Duff, assistant professor in the College of Nursing, started her career as a Brandon-trained registered nurse in Churchill, Man., and at northern nursing stations. She became a nurse practitioner (NP) in 2007 after earning her master’s in advanced nursing practice from Athabasca University.
UM has offered its nurse practitioner graduate program since 1998. Duff has always seen great value in the profession, perhaps because of her rural upbringing in Beulah, Man., a small community north of Virden.
“NPs have been providing stable access to health care in rural communities for years,” she says.
Duff, who holds a doctorate from Western University, rejoined UM in 2019 after previously serving on the faculty from 2000 to 2013. Much of her research focuses on optimizing the NP role.
As a member of the Canadian Research Initiative in Substance Misuse, Duff is leading the first study of the opioid agonist therapy (OAT) prescribing practices of nurse practitioners across the prairie provinces. The much-in-demand therapy is a form of harm reduction in which a substance use patient is prescribed a replacement medication.

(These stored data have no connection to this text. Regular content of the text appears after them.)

//! WAV file format utilities.
//!
//! Generates standard 44-byte RIFF WAV headers for integer PCM and IEEE float
//! payloads, and patches the size fields once the data length is known.

/// Size of the standard WAV RIFF header in bytes.
pub const WAV_HEADER_SIZE: usize = 44;

/// `WAVE_FORMAT_PCM`.
pub const FORMAT_PCM: u16 = 1;
/// `WAVE_FORMAT_IEEE_FLOAT`.
pub const FORMAT_IEEE_FLOAT: u16 = 3;

/// Fields of the `fmt ` chunk.
#[derive(Debug, Clone, Copy, PartialEq, Eq)]
pub struct WavSpec {
    pub format_tag: u16,
    pub channels: u16,
    pub sample_rate: u32,
    pub bit_depth: u16,
}

impl WavSpec {
    pub fn pcm16(channels: u16, sample_rate: u32) -> Self {
        Self {
            format_tag: FORMAT_PCM,
            channels,
            sample_rate,
            bit_depth: 16,
        }
    }

    pub fn float32(channels: u16, sample_rate: u32) -> Self {
        Self {
            format_tag: FORMAT_IEEE_FLOAT,
            channels,
            sample_rate,
            bit_depth: 32,
        }
    }

    pub fn block_align(&self) -> u16 {
        self.channels * self.bit_depth / 8
    }

    pub fn byte_rate(&self) -> u32 {
        self.sample_rate * self.block_align() as u32
    }
}

/// Generate a 44-byte WAV RIFF header.
///
/// Layout:
/// ```text
/// [0-3]    "RIFF"
/// [4-7]    file size - 8 (36 + data_size)
/// [8-11]   "WAVE"
/// [12-15]  "fmt "
/// [16-19]  16 (format chunk size)
/// [20-21]  format tag (1 = PCM, 3 = IEEE float)
/// [22-23]  channels
/// [24-27]  sample_rate
/// [28-31]  byte_rate
/// [32-33]  block_align
/// [34-35]  bit_depth
/// [36-39]  "data"
/// [40-43]  data_size
/// ```
pub fn generate_wav_header(spec: &WavSpec, data_size: u32) -> [u8; WAV_HEADER_SIZE] {
    let mut header = [0u8; WAV_HEADER_SIZE];

    header[0..4].copy_from_slice(b"RIFF");
    header[4..8].copy_from_slice(&(36 + data_size).to_le_bytes());
    header[8..12].copy_from_slice(b"WAVE");

    header[12..16].copy_from_slice(b"fmt ");
    header[16..20].copy_from_slice(&16u32.to_le_bytes());
    header[20..22].copy_from_slice(&spec.format_tag.to_le_bytes());
    header[22..24].copy_from_slice(&spec.channels.to_le_bytes());
    header[24..28].copy_from_slice(&spec.sample_rate.to_le_bytes());
    header[28..32].copy_from_slice(&spec.byte_rate().to_le_bytes());
    header[32..34].copy_from_slice(&spec.block_align().to_le_bytes());
    header[34..36].copy_from_slice(&spec.bit_depth.to_le_bytes());

    header[36..40].copy_from_slice(b"data");
    header[40..44].copy_from_slice(&data_size.to_le_bytes());

    header
}

/// Patch the RIFF chunk size (offset 4) and data size (offset 40) in place.
///
/// Sizes past `u32::MAX` saturate.
pub fn patch_sizes(header: &mut [u8], data_size: u64) {
    let data = data_size.min(u32::MAX as u64 - 36) as u32;
    header[4..8].copy_from_slice(&(data + 36).to_le_bytes());
    header[40..44].copy_from_slice(&data.to_le_bytes());
}

/// Parse the `fmt ` fields and data size back out of a 44-byte header.
pub fn parse_wav_header(header: &[u8]) -> Option<(WavSpec, u32)> {
    if header.len() < WAV_HEADER_SIZE || &header[0..4] != b"RIFF" || &header[8..12] != b"WAVE" {
        return None;
    }
    let u16_at = |o: usize| u16::from_le_bytes([header[o], header[o + 1]]);
    let u32_at = |o: usize| u32::from_le_bytes([header[o], header[o + 1], header[o + 2], header[o + 3]]);
    let spec = WavSpec {
        format_tag: u16_at(20),
        channels: u16_at(22),
        sample_rate: u32_at(24),
        bit_depth: u16_at(34),
    };
    Some((spec, u32_at(40)))
}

With the data collection nearly complete, she says, “I’ve found that very few NPs are prescribing OAT. NPs have the education, the training, the legal scope and the competency, but there are barriers at the regional policy level.”
Duff is also working on a study of vaccine hesitancy. It’s led by a coalition of groups, including the Nurse Practitioner Association of Manitoba.
“We want to reach areas of the province that have lower vaccination rates, learn about their attitudes toward vaccinations and apply culturally safe communication strategies,” Duff says.
The project will be centred around interactive virtual simulation experiences developed with Dr. Nicole Harder [BN/96, MPA/02], associate professor of nursing and Mindermar Professor in Human Simulation.
The program will run on a computer, smartphone or other personal device and will go through several scenarios of how a vaccine-hesitant person may react, based on different reasons for that hesitancy. Users will have options for how to respond that are based on the team’s research.
While the project will look specifically at COVID-19 vaccines, it will also dispel misinformation about immunizations in general.
Duff’s role includes developing a pre/post-test vaccination evaluation tool to determine whether attitudes change following the simulations.
“It’s been really interesting to learn why people are resistant, but really address the concerns from an empathic place,” she says. “It’s important to them that we, as health professionals, listen and value what they know and believe.”
Duff has also begun work on a project with Saskatchewan Polytechnic on building an agriculture-based mental health support system.
“Coming from a farming community, this has a definite interest for me,” she says.
“As a researcher and NP, the impact I want to see out of my work is more access to care, whether that is for those who still need vaccines, a substance user who is suffering, or a farmer who needs mental health support.”